__WHAT TO WORK ON__. From the records below, find each line with the string "Synchronizer" and copy it.

__SOURCE MATERIAL__.

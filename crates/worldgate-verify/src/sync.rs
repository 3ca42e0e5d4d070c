//! The synchronization scheduler: keeps stored account snapshots fresh by
//! re-fetching them with their credentials.
//!
//! One control loop picks the stalest credential every tick and dispatches
//! its refresh onto its own task, bounded by a semaphore. A refresh runs
//! fetch → persist → notify strictly in order; refreshes of different
//! credentials are independent.

use std::{
  collections::HashSet,
  sync::{
    Arc, Mutex, PoisonError,
    atomic::{AtomicU32, AtomicU64, Ordering},
  },
  time::Duration,
};

use chrono::{DateTime, Utc};
use tokio::{
  sync::Semaphore,
  time::{Instant, MissedTickBehavior},
};
use tracing::{debug, error, info, warn};
use uuid::Uuid;
use worldgate_core::{
  fetch::{AccountFetcher, FetchError, RemoteAccount},
  model::{Account, TokenInfo, UserView},
  resolve::StatusResolver,
  store::{StaleQuery, VerifyStore},
};

use crate::{
  config::VerifyConfig,
  error::{Error, Result, fetch_call, store_call},
  events::EventEmitter,
};

/// Consecutive failures after which the loop pauses for the cool-down.
pub const FAILURE_THRESHOLD: u32 = 10;
const STATS_INTERVAL: Duration = Duration::from_secs(10 * 60);

/// Tracked with `283` and kept as the larger of the two.
const KILLS_ALT_ACHIEVEMENT: i32 = 7912;
const KILLS_ACHIEVEMENT: i32 = 283;
/// Competitive progress counters fetched with the `progression` permission:
/// kills, supply spent, dolyak escorts and kills, and objective captures and
/// defences.
const ACHIEVEMENTS: [i32; 15] = [
  KILLS_ACHIEVEMENT,
  KILLS_ALT_ACHIEVEMENT,
  306,
  285,
  288,
  303,
  319,
  291,
  310,
  297,
  322,
  300,
  316,
  294,
  313,
];
/// Pseudo achievement ids for values that come from the account itself.
pub const WVW_RANK_COUNTER: i32 = -1;
pub const PLAY_TIME_COUNTER: i32 = -2;

const UNASSIGNED_GUILD: &str = "unassigned";

/// What one scheduling tick did.
#[derive(Debug, Clone, PartialEq, Eq)]
pub enum TickOutcome {
  /// No credential is due.
  Idle,
  /// Every slot is taken; the tick is skipped.
  Saturated,
  /// The chosen credential is already being refreshed.
  InFlight(String),
  Dispatched(String),
}

/// Rolling counters, logged and reset every [`STATS_INTERVAL`].
#[derive(Debug, Default)]
struct SyncStats {
  successes: AtomicU64,
  failures:  AtomicU64,
  skips:     AtomicU64,
}

pub struct Synchronizer<S, F> {
  store:                Arc<S>,
  fetcher:              Arc<F>,
  emitter:              Arc<EventEmitter>,
  resolver:             StatusResolver,
  config:               VerifyConfig,
  slots:                Arc<Semaphore>,
  in_flight:            Mutex<HashSet<String>>,
  consecutive_failures: AtomicU32,
  stats:                SyncStats,
}

impl<S, F> Synchronizer<S, F>
where
  S: VerifyStore + 'static,
  F: AccountFetcher + 'static,
{
  pub fn new(
    store: Arc<S>,
    fetcher: Arc<F>,
    emitter: Arc<EventEmitter>,
    config: VerifyConfig,
  ) -> Self {
    Self {
      store,
      fetcher,
      emitter,
      resolver: StatusResolver::new(config.freshness()),
      slots: Arc::new(Semaphore::new(config.max_concurrent_syncs.max(1))),
      config,
      in_flight: Mutex::new(HashSet::new()),
      consecutive_failures: AtomicU32::new(0),
      stats: SyncStats::default(),
    }
  }

  // ─── Loop ──────────────────────────────────────────────────────────────────

  /// Tick forever. Never returns.
  pub async fn run(self: Arc<Self>) {
    let mut timer = tokio::time::interval(self.config.sync_interval());
    timer.set_missed_tick_behavior(MissedTickBehavior::Delay);
    let mut report = tokio::time::interval_at(Instant::now() + STATS_INTERVAL, STATS_INTERVAL);

    loop {
      tokio::select! {
        _ = timer.tick() => {
          self.cool_down_if_needed().await;
          if let Err(e) = self.sync_next().await {
            warn!(error = %e, "could not pick a credential to sync");
            self.record_failure();
          }
        }
        _ = report.tick() => self.report_stats(),
      }
    }
  }

  /// Sleep for the cool-down if the failure streak has reached the
  /// threshold. Returns whether it slept.
  pub async fn cool_down_if_needed(&self) -> bool {
    let failures = self.consecutive_failures();
    if failures < FAILURE_THRESHOLD {
      return false;
    }
    let cooldown = self.config.failure_cooldown();
    warn!(failures, cooldown_secs = cooldown.as_secs(), "too many sync failures; cooling down");
    tokio::time::sleep(cooldown).await;
    true
  }

  pub fn consecutive_failures(&self) -> u32 {
    self.consecutive_failures.load(Ordering::Relaxed)
  }

  pub fn in_flight(&self) -> usize {
    self.config.max_concurrent_syncs.max(1) - self.slots.available_permits()
  }

  fn record_success(&self) {
    self.consecutive_failures.store(0, Ordering::Relaxed);
    self.stats.successes.fetch_add(1, Ordering::Relaxed);
  }

  fn record_failure(&self) {
    self.consecutive_failures.fetch_add(1, Ordering::Relaxed);
    self.stats.failures.fetch_add(1, Ordering::Relaxed);
  }

  fn report_stats(&self) {
    info!(
      successes = self.stats.successes.swap(0, Ordering::Relaxed),
      failures = self.stats.failures.swap(0, Ordering::Relaxed),
      skips = self.stats.skips.swap(0, Ordering::Relaxed),
      in_flight = self.in_flight(),
      consecutive_failures = self.consecutive_failures(),
      "sync statistics"
    );
  }

  // ─── Dispatch ──────────────────────────────────────────────────────────────

  /// Pick the stalest credential and refresh it on a background task.
  pub async fn sync_next(self: &Arc<Self>) -> Result<TickOutcome> {
    let deadline = self.config.request_timeout();
    let query = StaleQuery {
      freshness: self.config.freshness(),
      retention: self.config.retention(),
      now:       Utc::now(),
    };
    let Some(token) =
      store_call(deadline, "find stale token", self.store.find_stale_token(query)).await?
    else {
      return Ok(TickOutcome::Idle);
    };

    let Ok(permit) = Arc::clone(&self.slots).try_acquire_owned() else {
      self.stats.skips.fetch_add(1, Ordering::Relaxed);
      return Ok(TickOutcome::Saturated);
    };
    if !self.claim(&token.token_id) {
      self.stats.skips.fetch_add(1, Ordering::Relaxed);
      return Ok(TickOutcome::InFlight(token.token_id));
    }

    let token_id = token.token_id.clone();
    let this = Arc::clone(self);
    let work = tokio::spawn(async move {
      let _permit = permit;
      this.sync_claimed(token).await
    });

    // Supervisor: a panicking refresh is logged as a failure and never
    // reaches the loop.
    let this = Arc::clone(self);
    let supervised = token_id.clone();
    tokio::spawn(async move {
      let outcome = work.await;
      this.release(&supervised);
      match outcome {
        Ok(Ok(())) => this.record_success(),
        Ok(Err(_)) => this.record_failure(),
        Err(e) => {
          error!(token = %supervised, error = %e, "sync task faulted");
          this.record_failure();
        }
      }
    });

    Ok(TickOutcome::Dispatched(token_id))
  }

  /// Refresh every live credential of `user_id` in turn. Failures of single
  /// credentials are logged, not returned.
  pub async fn sync_user(&self, user_id: Uuid) -> Result<()> {
    let deadline = self.config.request_timeout();
    let tokens = store_call(deadline, "list user tokens", self.store.user_tokens(user_id)).await?;

    for token in tokens
      .into_iter()
      .filter(|t| t.is_live(self.config.freshness()))
    {
      if !self.claim(&token.token_id) {
        debug!(token = %token.token_id, "already syncing; skipped");
        continue;
      }
      let token_id = token.token_id.clone();
      let result = self.sync_claimed(token).await;
      self.release(&token_id);
      match result {
        Ok(()) => self.record_success(),
        Err(_) => self.record_failure(),
      }
    }
    Ok(())
  }

  fn claim(&self, token_id: &str) -> bool {
    self
      .in_flight
      .lock()
      .unwrap_or_else(PoisonError::into_inner)
      .insert(token_id.to_owned())
  }

  fn release(&self, token_id: &str) {
    self
      .in_flight
      .lock()
      .unwrap_or_else(PoisonError::into_inner)
      .remove(token_id);
  }

  /// Refresh one credential and run the failure policy if it fails.
  async fn sync_claimed(&self, token: TokenInfo) -> Result<()> {
    let result = self.sync_token(token.clone()).await;
    if let Err(e) = &result {
      self.handle_failure(&token, e).await;
    }
    result
  }

  // ─── One credential ────────────────────────────────────────────────────────

  async fn sync_token(&self, mut token: TokenInfo) -> Result<()> {
    let deadline = self.config.request_timeout();
    let now = Utc::now();
    let key = token.api_key.clone();

    store_call(
      deadline,
      "mark attempt",
      self.store.mark_token_attempt(token.token_id.clone(), now),
    )
    .await?;

    let remote = fetch_call(deadline, "fetch account", self.fetcher.account(&key)).await?;

    if token.account_id.is_none() || token.permissions.is_empty() {
      let info = fetch_call(deadline, "fetch token info", self.fetcher.token_info(&key)).await?;
      token.account_id = Some(remote.id.clone());
      token.name = info.name;
      token.permissions = info.permissions;
      store_call(deadline, "update token info", self.store.update_token_info(token.clone()))
        .await?;
    }

    let stored = store_call(deadline, "load account", self.store.get_account(remote.id.clone()))
      .await?
      .ok_or_else(|| Error::NotFound(format!("account {}", remote.id)))?;
    let old = self.load_view(stored.user_id).await?;

    let mut snapshot = account_snapshot(&remote, stored.user_id, now);
    snapshot.wvw_guild_id = stored.wvw_guild_id;
    if token.has_permission("wvw") {
      let wvw = fetch_call(deadline, "fetch wvw", self.fetcher.account_wvw(&key)).await?;
      snapshot.wvw_team_id = wvw.team.or(snapshot.wvw_team_id);
      snapshot.wvw_guild_id = Some(
        wvw
          .guild
          .filter(|g| !g.is_empty())
          .unwrap_or_else(|| UNASSIGNED_GUILD.to_owned()),
      );
    }

    store_call(deadline, "save account", self.store.save_account(snapshot)).await?;
    store_call(
      deadline,
      "mark success",
      self.store.mark_token_success(token.token_id.clone(), now),
    )
    .await?;

    if token.has_permission("progression")
      && let Err(e) = self.record_progress(&key, &remote).await
    {
      warn!(account = %remote.id, error = %e, "could not record achievements");
    }

    if let Some(new) = self.load_view(stored.user_id).await? {
      let emitted = self.emitter.process(old.as_ref(), &new);
      debug!(token = %token.token_id, account = %remote.id, emitted, "credential synced");
    }
    Ok(())
  }

  async fn load_view(&self, user_id: Uuid) -> Result<Option<UserView>> {
    let deadline = self.config.request_timeout();
    let mut view = store_call(deadline, "load user", self.store.get_user(user_id)).await?;
    if let Some(view) = &mut view {
      self.resolver.annotate(view, Utc::now());
    }
    Ok(view)
  }

  async fn record_progress(&self, key: &str, remote: &RemoteAccount) -> Result<()> {
    let deadline = self.config.request_timeout();
    let progress = fetch_call(
      deadline,
      "fetch achievements",
      self.fetcher.account_achievements(key, &ACHIEVEMENTS),
    )
    .await?;

    let mut counters: Vec<(i32, i64)> = Vec::with_capacity(progress.len() + 2);
    let mut kills = None;
    for a in progress {
      match a.id {
        KILLS_ACHIEVEMENT | KILLS_ALT_ACHIEVEMENT => {
          kills = Some(kills.map_or(a.current, |k: i64| k.max(a.current)));
        }
        id => counters.push((id, a.current)),
      }
    }
    counters.extend(kills.map(|k| (KILLS_ACHIEVEMENT, k)));
    counters.push((WVW_RANK_COUNTER, i64::from(remote.effective_wvw_rank())));
    counters.push((PLAY_TIME_COUNTER, remote.age));

    for (id, current) in counters {
      store_call(
        deadline,
        "record achievement",
        self.store.record_achievement(remote.id.clone(), id, current),
      )
      .await?;
    }
    Ok(())
  }

  // ─── Failure policy ────────────────────────────────────────────────────────

  async fn handle_failure(&self, token: &TokenInfo, err: &Error) {
    let invalid_key = matches!(err, Error::Fetch(FetchError::InvalidKey));
    if !invalid_key || self.config.verbose {
      warn!(token = %token.token_id, error = %err, "credential sync failed");
    }

    if let Err(e) = self.apply_retention(token, Utc::now()).await {
      error!(token = %token.token_id, error = %e, "retention check failed");
    }
  }

  /// Purge a credential that has not succeeded within the retention window.
  ///
  /// The credential and its account snapshot are purged together, and only
  /// when no other live credential backs the account and the owner is not
  /// banned. Returns whether anything was purged.
  pub async fn apply_retention(&self, token: &TokenInfo, now: DateTime<Utc>) -> Result<bool> {
    let Some(retention) = self.config.retention() else {
      return Ok(false);
    };
    let Some(cutoff) = now.checked_sub_signed(retention) else {
      return Ok(false);
    };
    if token.last_success.is_some_and(|s| s >= cutoff) {
      return Ok(false);
    }

    let deadline = self.config.request_timeout();
    let account = match &token.account_id {
      Some(id) => store_call(deadline, "load account", self.store.get_account(id.clone())).await?,
      None => None,
    };

    let Some(account) = account else {
      store_call(
        deadline,
        "purge credential",
        self.store.purge_credential(token.token_id.clone(), None),
      )
      .await?;
      info!(token = %token.token_id, "purged credential without account");
      return Ok(true);
    };

    let owner = store_call(deadline, "load user", self.store.get_user(account.user_id)).await?;
    if owner.is_some_and(|v| v.active_ban(now).is_some()) {
      debug!(account = %account.account_id, "owner is banned; credential retained");
      return Ok(false);
    }

    let others = store_call(
      deadline,
      "count live tokens",
      self.store.count_live_tokens(
        account.account_id.clone(),
        self.config.freshness(),
        token.token_id.clone(),
      ),
    )
    .await?;

    if others > 0 {
      debug!(
        token = %token.token_id,
        account = %account.account_id,
        others,
        "account has other live credentials; credential retained"
      );
      return Ok(false);
    }

    store_call(
      deadline,
      "purge credential",
      self
        .store
        .purge_credential(token.token_id.clone(), Some(account.account_id.clone())),
    )
    .await?;
    info!(
      token = %token.token_id,
      account = %account.account_id,
      "purged expired credential and account"
    );
    Ok(true)
  }
}

/// Translate a fetched account into the persisted snapshot.
pub(crate) fn account_snapshot(
  remote: &RemoteAccount,
  user_id: Uuid,
  now: DateTime<Utc>,
) -> Account {
  Account {
    account_id:   remote.id.clone(),
    user_id,
    name:         remote.name.clone(),
    world:        remote.world,
    age_secs:     remote.age,
    access:       remote.access.clone(),
    commander:    remote.commander,
    wvw_rank:     remote.effective_wvw_rank(),
    wvw_team_id:  remote.wvw.as_ref().and_then(|w| w.team_id),
    wvw_guild_id: None,
    guilds:       remote.guilds.clone(),
    created:      remote.created,
    synced_at:    now,
    last_credential_success: None,
    expired:      false,
  }
}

__REPLY__.
pub struct Synchronizer<S, F> {
impl<S, F> Synchronizer<S, F>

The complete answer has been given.